Produce is colorful in nature and offers rich phytochemicals that are shown to protect telomeres, all thanks to the potent antioxidant effects they offer. Antioxidants are suggested to protect cells and their telomeres from damage. 

Snack on naturally-sweetened berries when the sweet tooth knocks and enjoy a veggie at all core meals. Also, become adventurous by trying new colorful produce!

2. Cut Out Processed Meats

The worry about processed meats heightened when the WHO published the link to cancer risk. As if this was not concerning enough, add on their effects on telomeres. 

According to The Telomere Effect, "Telomeres hate processed meats like hot dogs, but fresh, whole foods are good for them." To reap the significant benefits of protein, place the emphasis on lean and plant-based protein sources

3. Consume Omega-3 Fatty Acids

Omega-3 fatty acids not only protect against its well-recognized role in heart disease but telomeres, too. Really, including more omega-3's could be key in lengthening telomeres and life expectancy!

Rich sources of omega-3 fatty acids include fatty fish, such as tuna, herring, and salmon; flaxseeds and flaxseed oil; walnuts; and olive oil. 

4. Exercise Regularly

The American Heart Association encourages aerobic exercise at least 30 minutes a day, five days a week.

But being physically active is not only beneficial to the heart but pumps its benefits to telomeres. This is because exercises that promote cardiovascular fitness are suggested to be great for telomeres. 

So, dismiss a sedentary lifestyle and step to the benefits of walking, get active with LISS cardio, or any enjoyable movement. 

5. Practice Stress-Relieving Techniques

Some days may entail more stressful moments than others. No matter the stressor or stress level, it is imperative to set stress-relieving techniques in place for whenever they may be needed. 

Meditation and yoga are particularly encouraged to reduce stress and lengthen telomeres. Devoting "you" time, whether it be taking a walk or listening to music, is also helpful.

6. Get Adequate & Quality Sleep

Telomeres can get tired, too! 

In fact, particularly in older individuals aged 70 and above, less than 7 hours of sleep each night has been shown to shorten telomeres. On the flip side, longer sleep hours showing to lead to longer telomeres. 

Sleep has also been touted to combat accelerated aging, along with other benefits to health.

7. Stop Smoking

Smoke cessation is hyped across the board when it comes to health, including telomeres. And while smoking can have a laundry list of health problems, the effects on telomeres were varied up until recent data. 

A 16-year-old study posted in the American Journal of Epidemiology found a stronger link between smoking and telomere health.

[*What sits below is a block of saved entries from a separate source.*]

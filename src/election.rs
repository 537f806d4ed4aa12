use log::{debug, info, warn};

use rand::SeedableRng;
use rand_chacha::ChaCha20Rng;
use snafu::{prelude::*, Snafu};
use social_choice::builder::Builder;
use social_choice::*;

use std::fs;
use std::path::{Path, PathBuf};

use serde_json::json;
use serde_json::Map as JSMap;
use serde_json::Value as JSValue;
use text_diff::print_diff;

use crate::election::config_reader::*;
use crate::election::io_common::{infer_candidates, infer_cardinal_candidates, simplify_file_name};
use crate::election::io_csv::read_csv_ranking;

pub mod config_reader;
mod io_common;
mod io_csv;

#[derive(Debug, Snafu)]
pub enum ElectionError {
    #[snafu(display("Error opening file {path}"))]
    OpeningJson {
        source: std::io::Error,
        path: String,
    },
    #[snafu(display("Error parsing JSON content"))]
    ParsingJson { source: serde_json::Error },
    #[snafu(display("Expected a positive integer or a column letter"))]
    ParsingJsonNumber {},
    #[snafu(display("The configuration file has no parent directory"))]
    MissingParentDir {},
    #[snafu(display("Error opening CSV file {path}"))]
    CsvOpen { source: csv::Error, path: String },
    #[snafu(display("Error reading a CSV line"))]
    CsvLineParse { source: csv::Error },
    #[snafu(display("CSV line {lineno} is too short"))]
    CsvLineToShort { lineno: usize },
    #[snafu(display("CSV line {lineno} has an invalid count"))]
    CsvCount { lineno: usize },
    #[snafu(display("Error writing the summary to {path}"))]
    WritingSummary {
        source: std::io::Error,
        path: String,
    },
    #[snafu(display("Voting error: {source}"))]
    Voting { source: VotingErrors },

    #[snafu(whatever, display("{message}"))]
    Whatever {
        message: String,
        #[snafu(source(from(Box<dyn std::error::Error>, Some)))]
        source: Option<Box<dyn std::error::Error>>,
    },
}

pub type ElectionResult<T> = Result<T, ElectionError>;

/// A ballot, as parsed by the readers.
/// This is before dropping the blank choices.
#[derive(Eq, PartialEq, Debug, Clone)]
pub struct ParsedBallot {
    pub id: String,
    pub count: u64,
    pub choices: Vec<String>,
}

/// Command-line settings taking precedence over the configuration file.
#[derive(Eq, PartialEq, Debug, Clone, Default)]
pub struct Overrides {
    pub method: Option<String>,
    pub seed: Option<u32>,
    pub input: Option<String>,
}

const DEFAULT_METHOD: &str = "instant_runoff";

fn result_stats_to_json(rs: &Results) -> Vec<JSValue> {
    let mut l: Vec<JSValue> = Vec::new();
    let num_rounds = rs.rounds.len();
    for (idx, round_stat) in rs.rounds.iter().enumerate() {
        let mut tally: JSMap<String, JSValue> = JSMap::new();
        for (cid, count) in round_stat.tallies.iter() {
            tally.insert(cid.clone(), json!(count.to_string()));
        }

        let mut tally_results: Vec<JSValue> = Vec::new();
        for cid in round_stat.eliminated.iter() {
            tally_results.push(json!({ "eliminated": cid }));
        }
        // The winner is announced in the last round.
        if idx == num_rounds - 1 {
            if let Some(w) = rs.winner.as_ref() {
                tally_results.push(json!({ "elected": w.id }));
            }
        }

        let js = json!({"round": round_stat.round, "tally": tally, "tallyResults": tally_results});
        l.push(js);
    }
    l
}

fn build_summary_js(config: &ElectionConfig, method: Method, rv: &Results) -> JSValue {
    let c = OutputConfig {
        contest: config.output_settings.contest_name.clone(),
        date: config.output_settings.contest_date.clone(),
        jurisdiction: config.output_settings.contest_jurisdiction.clone(),
        office: config.output_settings.contest_office.clone(),
        method: method.name().to_string(),
    };
    let winner: Option<JSValue> = rv
        .winner
        .as_ref()
        .map(|w| json!({"id": w.id, "name": w.name}));
    json!({
        "config": c,
        "winner": winner,
        "results": result_stats_to_json(rv) })
}

fn validate_rules(rules: &ElectionRules, seed_override: Option<u32>) -> ElectionResult<VoteRules> {
    let seed: Option<u32> = match (seed_override, rules.random_seed()?) {
        (Some(s), _) => Some(s),
        (None, s) => s,
    };
    let res = VoteRules {
        tiebreak_mode: match rules.tiebreak_mode.as_deref() {
            None | Some("alphabetical") => TieBreakMode::Alphabetical,
            Some("hashed") => match seed {
                Some(s) => TieBreakMode::Hashed(s),
                None => {
                    whatever!("The hashed tiebreak mode requires a random seed")
                }
            },
            Some(x) => {
                whatever!("Cannot use tiebreak mode {:?} (not implemented)", x)
            }
        },
        elimination_algorithm: match rules.elimination_algorithm.as_deref() {
            None | Some("single") => EliminationAlgorithm::Single,
            Some("batch") => EliminationAlgorithm::Batch,
            Some(x) => {
                whatever!("Cannot use elimination algorithm {:?} (not implemented)", x)
            }
        },
    };
    Ok(res)
}

fn make_rng(rules: &ElectionRules, seed_override: Option<u32>) -> ElectionResult<ChaCha20Rng> {
    let seed = match seed_override {
        Some(s) => Some(s),
        None => rules.random_seed()?,
    };
    Ok(match seed {
        Some(s) => ChaCha20Rng::seed_from_u64(s as u64),
        None => ChaCha20Rng::from_entropy(),
    })
}

fn read_config(config_path: &str) -> ElectionResult<(ElectionConfig, PathBuf)> {
    let config_p = Path::new(config_path);
    let config_str = fs::read_to_string(config_path).context(OpeningJsonSnafu {
        path: config_path.to_string(),
    })?;
    let config: ElectionConfig = serde_json::from_str(&config_str).context(ParsingJsonSnafu {})?;
    let root_p = config_p.parent().context(MissingParentDirSnafu {})?;
    Ok((config, root_p.to_path_buf()))
}

fn read_ranked_ballots(
    config: &ElectionConfig,
    root_p: &Path,
    input: &Option<String>,
) -> ElectionResult<Vec<ParsedBallot>> {
    let mut data: Vec<ParsedBallot> = Vec::new();
    if let Some(input_p) = input {
        // The command line replaces the ballots of the configuration.
        let cfs = FileSource::simple_csv(input_p);
        data.append(&mut read_csv_ranking(input_p, &cfs)?);
        return Ok(data);
    }
    if let Some(js) = config.ballots.as_ref() {
        let entries: Vec<RankedEntry> =
            serde_json::from_value(js.clone()).context(ParsingJsonSnafu {})?;
        for (idx, entry) in entries.into_iter().enumerate() {
            let (choices, count) = entry.into_parts();
            data.push(ParsedBallot {
                id: format!("ballot-{:08}", idx + 1),
                count,
                choices,
            });
        }
    }
    for cfs in config.ballot_sources.iter() {
        let p: PathBuf = root_p.join(&cfs.file_path);
        let p2 = p.as_path().display().to_string();
        info!("Attempting to read rank file {:?}", p2);
        data.append(&mut read_csv_ranking(&p2, cfs)?);
    }
    Ok(data)
}

fn read_cardinal_ballots(config: &ElectionConfig, kind: BallotKind) -> ElectionResult<Ballots> {
    if !config.ballot_sources.is_empty() {
        whatever!(
            "Ballot files only contain ranked ballots, the method expects {} ballots",
            kind
        )
    }
    let js = config.ballots.clone().unwrap_or_else(|| json!([]));
    let res = match kind {
        BallotKind::Approval => {
            Ballots::Approval(serde_json::from_value(js).context(ParsingJsonSnafu {})?)
        }
        BallotKind::Scored => {
            Ballots::Scored(serde_json::from_value(js).context(ParsingJsonSnafu {})?)
        }
        BallotKind::Graded => {
            Ballots::Graded(serde_json::from_value(js).context(ParsingJsonSnafu {})?)
        }
        BallotKind::Utility => {
            Ballots::Utility(serde_json::from_value(js).context(ParsingJsonSnafu {})?)
        }
        BallotKind::Ranked => {
            whatever!("Ranked ballots are read with the ranked readers")
        }
    };
    Ok(res)
}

It further helped explain the inconsistencies in previous data like flaws in self-reporting and fluctuating smoking patterns and behaviors.

8. Reduce Toxin Exposures

According to The Telomere Effect, one should reduce intake or exposure to the following toxins: 

• Animal and dairy fats
• High heat cooking methods
• Pesticides in produce
• Harmful household cleaners and paints. 

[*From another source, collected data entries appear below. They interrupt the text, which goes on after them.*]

use log::{debug, info};
use std::cmp::Ordering;
use std::collections::{BTreeMap, HashSet};

use crate::config::*;

fn zero_tallies(candidates: &[Candidate]) -> BTreeMap<String, f64> {
    candidates.iter().map(|c| (c.id.clone(), 0.0)).collect()
}

fn finish(
    method: &str,
    candidates: &[Candidate],
    winner_id: Option<&str>,
    rounds: Vec<RoundRecord>,
) -> Results {
    let winner = winner_id.and_then(|cid| crate::find_candidate(candidates, cid));
    info!(
        "{}: winner {:?} after {} rounds",
        method,
        winner.as_ref().map(|c| &c.id),
        rounds.len()
    );
    Results { winner, rounds }
}

/// Ids of the tally sorted by decreasing tally, then increasing id.
fn ranked_by_tally(tallies: &BTreeMap<String, f64>) -> Vec<String> {
    let mut v: Vec<(&String, f64)> = tallies.iter().map(|(cid, &t)| (cid, t)).collect();
    v.sort_by(|a, b| b.1.total_cmp(&a.1).then_with(|| a.0.cmp(b.0)));
    v.into_iter().map(|(cid, _)| cid.clone()).collect()
}

// **** Approval and score ****

pub fn approval(candidates: &[Candidate], ballots: &[ApprovalBallot]) -> Results {
    if candidates.is_empty() || ballots.is_empty() {
        return Results::empty();
    }
    let mut tallies = zero_tallies(candidates);
    for ballot in ballots.iter() {
        for cid in ballot.iter() {
            if let Some(t) = tallies.get_mut(cid) {
                *t += 1.0;
            }
        }
    }
    let winner_id = crate::argmax(&tallies).map(|s| s.to_string());
    finish("approval", candidates, winner_id.as_deref(), vec![crate::single_round(tallies)])
}

/// Sum of the declared scores. Non-finite scores are ignored.
pub fn score(candidates: &[Candidate], ballots: &[ScoreBallot]) -> Results {
    if candidates.is_empty() || ballots.is_empty() {
        return Results::empty();
    }
    let tallies = score_totals(candidates, ballots);
    let winner_id = crate::argmax(&tallies).map(|s| s.to_string());
    finish("score", candidates, winner_id.as_deref(), vec![crate::single_round(tallies)])
}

Short-term exposure or sporadic practice may not immediate consequences. However, they are worth nothing to lessen compromised telomeres and health.

9. Relish in Social Support

Sensing social support and strong relationships is imperative throughout life's entirety. Feelings of loneliness and isolation may facilitate depression and start impeding telomere health. 

Continue nurturing connections already established and seek additional support wherever and whenever needed.

In Summary

Telomeres comprise the end of chromosomes and function to protect them from frazzle and damage. With the help of the enzyme telomerase, telomeres ensure proper cellular division which is vital to creating newer and better cells. 

Ultimately, cellular health determines the quality of life and longevity. Thus, telomeres hold important and massive power. Maintaining healthy lifestyle habits is the best way to harness this power. 


Segre JA. Telomere. National Human Genome Research Institute.

Shay, Jerry. Facts About Telomeres and Telomerase. UT Southwestern Medical Center.